Двадцать один день неврастеника — страница 25 из 49

— Боже мой! — воскликнул я.

Мне сделалось дурно, и, чтобы не упасть, я должен был собрать все свои силы и схватиться за мундир жандарма.

К несчастно я не могу выносить вида крови. Сердце начинает сильно биться, в голове кружится, шумит, а в ушах словно рой комаров жужжит; ноги слабеют, подкашиваются, а в глазах мигают мириады красных звезд и насекомых с огненными рогами. Редко когда это не кончается у меня обмороком. В молодости я лишался чувств не только при виде крови, но даже при одной мысли о ней. Мне стоило только подумать о какой-нибудь тяжелой болезни или операции, и у меня останавливалось кровообращение и наступала временная смерть, полная потеря сознания. И теперь еще я себя начинаю плохо чувствовать, когда вспоминаю, как меня однажды вечером накормили отвратительным, гнилым мясом какой-то неизвестной птицы.

Я сделал все усилия, чтобы не упасть при виде трупа. Но я сильно побледнел, похолодел весь, и пот градом катился с меня. Я сделал уже движение, чтобы уйти, как человек в черном рединготе грубо схватил меня за плечо и спросил:

— Кто вы такой?

Я назвался.

— Где вы живете?

— В Тру-Фетю.

— А зачем вы сюда пришли?... Что вы тут делаете?

— Гулял по дороге, я каждый день сюда хожу... Увидел толпу людей... и хотел узнать, в чем дело. Но этот вид на меня плохо действует... Я уйду.

Резкими, движением руки он указал на труп:

— Знаете вы этого человека?

— Нет, — пробормотал я... Откуда мне его знать?... Я здесь никого но знаю... Я здесь недавно...

Человек в рединготе косо посмотрел на меня пронизывающим взглядом.

— Вы не знаете этого человека? Но когда вы увидели его, вы страшно побледнели... вы чуть не упали... Что же это все очень просто, по вашему?

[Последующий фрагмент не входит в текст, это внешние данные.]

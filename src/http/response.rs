//! Response builders shared by the dispatcher and recipes.
//!
//! # Design Decisions
//! - Builders return `Result` so a failure to produce the response can be
//!   escalated like any other error
//! - Error bodies are JSON `{"message": ...}`; the general handler is plain text

use axum::body::Body;
use axum::http::{header::CONTENT_TYPE, HeaderValue, StatusCode};
use axum::response::Response;
use serde::Serialize;
use serde_json::{json, Value};

use crate::error::{SuperTokensError, SuperTokensResult};
use crate::http::request::RequestHead;

/// 200 with the given JSON body, or `{}` when there is none.
pub fn send_200_response(body: Option<&Value>) -> SuperTokensResult<Response> {
    let empty = json!({});
    send_json(StatusCode::OK, body.unwrap_or(&empty))
}

/// Non-200 response with `{"message": message}`.
pub fn send_non_200_response(message: &str, status: u16) -> SuperTokensResult<Response> {
    let status = StatusCode::from_u16(status)
        .map_err(|e| SuperTokensError::General(format!("invalid status code {}: {}", status, e)))?;
    if status == StatusCode::OK {
        return Err(SuperTokensError::General(
            "calling send_non_200_response with status 200".to_string(),
        ));
    }
    send_json(status, &json!({ "message": message }))
}

pub fn send_json<T: Serialize>(status: StatusCode, body: &T) -> SuperTokensResult<Response> {
    let bytes = serde_json::to_vec(body)?;
    let response = Response::builder()
        .status(status)
        .header(CONTENT_TYPE, "application/json; charset=utf-8")
        .body(Body::from(bytes))?;
    Ok(response)
}

/// `HttpOnly` cookie for a session token. Without `max_age` it lives for the
/// browser session.
pub fn token_cookie(
    name: &str,
    value: &str,
    path: &str,
    max_age: Option<u64>,
    secure: bool,
) -> SuperTokensResult<HeaderValue> {
    let mut cookie = format!("{name}={value}; Path={path}; HttpOnly; SameSite=Lax");
    if let Some(max_age) = max_age {
        cookie.push_str(&format!("; Max-Age={max_age}"));
    }
    if secure {
        cookie.push_str("; Secure");
    }
    HeaderValue::from_str(&cookie).map_err(|e| SuperTokensError::Http(e.into()))
}

/// Default terminal error handler: the message as plain text with a 500.
pub fn default_on_general_error(err: &SuperTokensError, head: &RequestHead) -> Response {
    tracing::error!(
        method = %head.method,
        path = %head.path(),
        error = %err,
        "Unhandled error in auth middleware"
    );
    let mut response = Response::new(Body::from(err.to_string()));
    *response.status_mut() = StatusCode::INTERNAL_SERVER_ERROR;
    response.headers_mut().insert(
        CONTENT_TYPE,
        HeaderValue::from_static("text/plain; charset=utf-8"),
    );
    response
}
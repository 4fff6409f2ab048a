//! Deployment description and its validated form.

use serde::{Deserialize, Serialize};

use super::{NormalisedUrlDomain, NormalisedUrlPath};
use crate::error::ConfigError;

const DEFAULT_API_BASE_PATH: &str = "/auth";
const DEFAULT_WEBSITE_BASE_PATH: &str = "/auth";

/// Raw app info as supplied by the integrator.
#[derive(Debug, Clone, Default, Deserialize, Serialize, PartialEq, Eq)]
#[serde(default)]
pub struct AppInfo {
    /// Application name, used in telemetry and emails.
    pub app_name: String,

    /// Domain serving this API (e.g., "https://api.example.com").
    pub api_domain: String,

    /// Domain serving the frontend (e.g., "https://example.com").
    pub website_domain: String,

    /// Path prefix of the auth APIs (default: "/auth").
    pub api_base_path: Option<String>,

    /// Path prefix of the auth UI (default: "/auth").
    pub website_base_path: Option<String>,

    /// Prefix added by an API gateway in front of this server.
    pub api_gateway_path: Option<String>,
}

/// Validated app info. Immutable once built.
///
/// `api_base_path` already carries the gateway prefix, matching the full
/// paths the router builds from incoming requests.
#[derive(Debug, Clone, PartialEq, Eq)]
pub struct NormalisedAppInfo {
    pub app_name: String,
    pub api_domain: NormalisedUrlDomain,
    pub website_domain: NormalisedUrlDomain,
    pub api_base_path: NormalisedUrlPath,
    pub website_base_path: NormalisedUrlPath,
    pub api_gateway_path: NormalisedUrlPath,
}

impl NormalisedAppInfo {
    /// Validate and canonicalise every field.
    pub fn new(input: &AppInfo) -> Result<Self, ConfigError> {
        if input.app_name.trim().is_empty() {
            return Err(ConfigError::AppInfo(
                "Please provide your appName inside the appInfo object when calling supertokens.init"
                    .to_string(),
            ));
        }
        if input.api_domain.trim().is_empty() {
            return Err(ConfigError::AppInfo(
                "Please provide your apiDomain inside the appInfo object when calling supertokens.init"
                    .to_string(),
            ));
        }
        if input.website_domain.trim().is_empty() {
            return Err(ConfigError::AppInfo(
                "Please provide your websiteDomain inside the appInfo object when calling supertokens.init"
                    .to_string(),
            ));
        }

        let api_gateway_path = match input.api_gateway_path.as_deref() {
            Some(path) => NormalisedUrlPath::new(path)?,
            None => NormalisedUrlPath::empty(),
        };

        Ok(Self {
            app_name: input.app_name.trim().to_string(),
            api_domain: NormalisedUrlDomain::new(&input.api_domain, false)?,
            website_domain: NormalisedUrlDomain::new(&input.website_domain, false)?,
            api_base_path: api_gateway_path.append_path(&NormalisedUrlPath::new(
                input.api_base_path.as_deref().unwrap_or(DEFAULT_API_BASE_PATH),
            )?),
            website_base_path: NormalisedUrlPath::new(
                input
                    .website_base_path
                    .as_deref()
                    .unwrap_or(DEFAULT_WEBSITE_BASE_PATH),
            )?,
            api_gateway_path,
        })
    }
}

#[cfg(test)]
mod tests {
    use super::*;

    fn input() -> AppInfo {
        AppInfo {
            app_name: "Demo".into(),
            api_domain: "http://localhost:3001".into(),
            website_domain: "http://localhost:3000".into(),
            ..Default::default()
        }
    }

    #[test]
    fn test_defaults() {
        let info = NormalisedAppInfo::new(&input()).unwrap();
        assert_eq!(info.api_base_path.as_str(), "/auth");
        assert_eq!(info.website_base_path.as_str(), "/auth");
        assert!(info.api_gateway_path.is_root());
        assert_eq!(info.api_domain.as_str(), "http://localhost:3001");
    }

    #[test]
    fn test_custom_paths_are_normalised() {
        let mut raw = input();
        raw.api_base_path = Some("custom/".into());
        raw.api_gateway_path = Some("/Gateway/".into());
        let info = NormalisedAppInfo::new(&raw).unwrap();
        assert_eq!(info.api_gateway_path.as_str(), "/gateway");
        assert_eq!(info.api_base_path.as_str(), "/gateway/custom");
    }

    #[test]
    fn test_missing_fields() {
        let mut raw = input();
        raw.app_name = "  ".into();
        let err = NormalisedAppInfo::new(&raw).unwrap_err();
        assert!(err.to_string().contains("appName"));

        let mut raw = input();
        raw.website_domain = String::new();
        let err = NormalisedAppInfo::new(&raw).unwrap_err();
        assert!(err.to_string().contains("websiteDomain"));

        let mut raw = input();
        raw.api_domain = "/not-a-domain".into();
        assert!(matches!(
            NormalisedAppInfo::new(&raw),
            Err(ConfigError::Normalise(_))
        ));
    }
}
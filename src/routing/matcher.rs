//! Recipe ownership resolution.
//!
//! # Responsibilities
//! - Find the recipe named by the `rid` header
//! - Otherwise scan recipes in registration order
//! - Report why nothing claimed a request
//!
//! # Design Decisions
//! - Pure over the recipe list: no I/O, no response writing
//! - An error from any recipe's check aborts resolution
//! - With duplicate recipe ids the first registered one is used

use std::sync::Arc;

use axum::http::Method;

use crate::error::SuperTokensResult;
use crate::normalise::NormalisedUrlPath;
use crate::recipe::{ApiId, RecipeModule};

/// Why a request inside the API base path is still not ours.
#[derive(Debug, Clone, Copy, PartialEq, Eq)]
pub enum Unclaimed {
    /// `rid` names a recipe that is not registered.
    UnknownRecipe,
    /// The recipe named by `rid` does not serve this path and method.
    NotServedByRid,
    /// No registered recipe serves this path and method.
    NoMatch,
}

impl Unclaimed {
    pub fn as_str(self) -> &'static str {
        match self {
            Unclaimed::UnknownRecipe => "unknown_recipe",
            Unclaimed::NotServedByRid => "not_served_by_rid",
            Unclaimed::NoMatch => "no_match",
        }
    }
}

/// Outcome of resolving a request against the recipe list.
pub enum Resolution {
    Claimed {
        recipe: Arc<dyn RecipeModule>,
        api_id: ApiId,
    },
    Unclaimed(Unclaimed),
}

impl std::fmt::Debug for Resolution {
    fn fmt(&self, f: &mut std::fmt::Formatter<'_>) -> std::fmt::Result {
        match self {
            Resolution::Claimed { recipe, api_id } => f
                .debug_struct("Claimed")
                .field("recipe", &recipe.recipe_id())
                .field("api_id", api_id)
                .finish(),
            Resolution::Unclaimed(reason) => f.debug_tuple("Unclaimed").field(reason).finish(),
        }
    }
}

/// Decide which recipe, if any, owns `method path`.
///
/// `path` must already carry the gateway prefix.
pub fn resolve(
    recipes: &[Arc<dyn RecipeModule>],
    rid: Option<&str>,
    path: &NormalisedUrlPath,
    method: &Method,
) -> SuperTokensResult<Resolution> {
    if let Some(rid) = rid {
        let Some(recipe) = recipes.iter().find(|r| r.recipe_id() == rid) else {
            return Ok(Resolution::Unclaimed(Unclaimed::UnknownRecipe));
        };
        return Ok(match recipe.return_api_id_if_can_handle_request(path, method)? {
            Some(api_id) => Resolution::Claimed {
                recipe: recipe.clone(),
                api_id,
            },
            None => Resolution::Unclaimed(Unclaimed::NotServedByRid),
        });
    }

    for recipe in recipes {
        if let Some(api_id) = recipe.return_api_id_if_can_handle_request(path, method)? {
            return Ok(Resolution::Claimed {
                recipe: recipe.clone(),
                api_id,
            });
        }
    }
    Ok(Resolution::Unclaimed(Unclaimed::NoMatch))
}

#[cfg(test)]
mod tests {
    use super::*;
    use crate::error::SuperTokensError;
    use crate::http::Fallback;
    use async_trait::async_trait;
    use axum::body::Body;
    use axum::http::Request;
    use axum::response::Response;
    use std::sync::atomic::{AtomicUsize, Ordering};

    /// Claims one path, or fails every check.
    struct Probe {
        id: &'static str,
        claims: Option<&'static str>,
        fails: bool,
        checks: AtomicUsize,
    }

    impl Probe {
        fn new(id: &'static str, claims: Option<&'static str>) -> Arc<Self> {
            Arc::new(Self {
                id,
                claims,
                fails: false,
                checks: AtomicUsize::new(0),
            })
        }

        fn failing(id: &'static str) -> Arc<Self> {
            Arc::new(Self {
                id,
                claims: None,
                fails: true,
                checks: AtomicUsize::new(0),
            })
        }

        fn checks(&self) -> usize {
            self.checks.load(Ordering::SeqCst)
        }
    }

    #[async_trait]
    impl RecipeModule for Probe {
        fn recipe_id(&self) -> &str {
            self.id
        }

        fn return_api_id_if_can_handle_request(
            &self,
            path: &NormalisedUrlPath,
            _method: &Method,
        ) -> SuperTokensResult<Option<ApiId>> {
            self.checks.fetch_add(1, Ordering::SeqCst);
            if self.fails {
                return Err(SuperTokensError::General(format!("{} exploded", self.id)));
            }
            Ok(self
                .claims
                .filter(|claimed| path.as_str() == *claimed)
                .map(|_| ApiId::new(format!("{}-api", self.id))))
        }

        async fn handle_api_request(
            &self,
            _id: &ApiId,
            _req: Request<Body>,
            _fallback: Fallback,
            _path: &NormalisedUrlPath,
            _method: &Method,
        ) -> SuperTokensResult<Response> {
            unreachable!("resolution never handles requests")
        }

        fn all_cors_headers(&self) -> Vec<String> {
            Vec::new()
        }
    }

    fn path(p: &str) -> NormalisedUrlPath {
        NormalisedUrlPath::new(p).unwrap()
    }

    fn claimed_by(resolution: Resolution) -> Option<String> {
        match resolution {
            Resolution::Claimed { recipe, .. } => Some(recipe.recipe_id().to_string()),
            Resolution::Unclaimed(_) => None,
        }
    }

    #[test]
    fn test_first_match_wins() {
        let a = Probe::new("a", Some("/auth/x"));
        let b = Probe::new("b", Some("/auth/x"));
        let recipes: Vec<Arc<dyn RecipeModule>> = vec![a.clone(), b.clone()];

        let resolution = resolve(&recipes, None, &path("/auth/x"), &Method::GET).unwrap();
        assert_eq!(claimed_by(resolution).as_deref(), Some("a"));
        assert_eq!(a.checks(), 1);
        assert_eq!(b.checks(), 0);
    }

    #[test]
    fn test_rid_consults_only_named_recipe() {
        let a = Probe::new("a", Some("/auth/x"));
        let b = Probe::new("b", Some("/auth/x"));
        let recipes: Vec<Arc<dyn RecipeModule>> = vec![a.clone(), b.clone()];

        let resolution = resolve(&recipes, Some("b"), &path("/auth/x"), &Method::GET).unwrap();
        assert_eq!(claimed_by(resolution).as_deref(), Some("b"));
        assert_eq!(a.checks(), 0);
        assert_eq!(b.checks(), 1);
    }

    #[test]
    fn test_rid_unknown_or_not_served() {
        let a = Probe::new("a", Some("/auth/x"));
        let recipes: Vec<Arc<dyn RecipeModule>> = vec![a.clone()];

        let resolution = resolve(&recipes, Some("zzz"), &path("/auth/x"), &Method::GET).unwrap();
        assert!(matches!(resolution, Resolution::Unclaimed(Unclaimed::UnknownRecipe)));
        assert_eq!(a.checks(), 0);

        let resolution = resolve(&recipes, Some("a"), &path("/auth/y"), &Method::GET).unwrap();
        assert!(matches!(resolution, Resolution::Unclaimed(Unclaimed::NotServedByRid)));
    }

    #[test]
    fn test_error_aborts_scan() {
        let a = Probe::failing("a");
        let b = Probe::new("b", Some("/auth/x"));
        let recipes: Vec<Arc<dyn RecipeModule>> = vec![a.clone(), b.clone()];

        let err = resolve(&recipes, None, &path("/auth/x"), &Method::GET).unwrap_err();
        assert_eq!(err.to_string(), "a exploded");
        assert_eq!(b.checks(), 0);
    }

    #[test]
    fn test_no_match() {
        let recipes: Vec<Arc<dyn RecipeModule>> = vec![Probe::new("a", Some("/auth/x"))];
        let resolution = resolve(&recipes, None, &path("/auth/none"), &Method::GET).unwrap();
        assert!(matches!(resolution, Resolution::Unclaimed(Unclaimed::NoMatch)));
    }

    #[test]
    fn test_duplicate_ids_use_first() {
        let first = Probe::new("dup", None);
        let second = Probe::new("dup", Some("/auth/x"));
        let recipes: Vec<Arc<dyn RecipeModule>> = vec![first.clone(), second.clone()];

        let resolution = resolve(&recipes, Some("dup"), &path("/auth/x"), &Method::GET).unwrap();
        assert!(matches!(resolution, Resolution::Unclaimed(Unclaimed::NotServedByRid)));
        assert_eq!(second.checks(), 0);
    }
}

— Со мной всегда так... от меня не зависит... не переношу вида крови и мертвецов... у меня часто обмороки бывают... это физиологическое явление...

Человек в черном расхохотался.

— Ну, вот... — сказал он... — теперь за науку взялся... Так и знал... Все это старые сказки... Но дело ясно... доказательство на лицо... Арестуйте этого человека, — приказал он жандарму.

Напрасно я пытался протестовать.

— Но я честный человек, — бормотал я, — бедный человек... Я никому никогда ничего худого не сделал... Со мной всегда обмороки из-за пустяков бывают... из-за пустяков... Я невинен...

Никто меня не слушал. Человек в рединготе стал внимательно рассматривать труп, а жандарм побоями заставил меня замолчать.

Мое дело было действительно ясно. И вели его, впрочем, быстро. За два месяца предварительного следствия я не мог дать удовлетворительного объяснения, почему я так побледнел и смутился при виде трупа. Все доказательства, которые я приводил в свою защиту, казалось, противоречили прочно установленным теориям криминалистской науки. Мои объяснения давали только новый материал против меня и помогли собрать целый „ворох“ явных, очевидных, неопровержимых улик моей виновности... Мое отрицание трактовалось прессой, в особенности психологами юридической прессы, как редкий случай крайнего упрямства. Меня уличали в низости, подлости, непоследовательности и отсутствии ловкости. Меня причислили к вульгарным убийцам, не заслуживающим никакого сочувствия, и требовали моей головы.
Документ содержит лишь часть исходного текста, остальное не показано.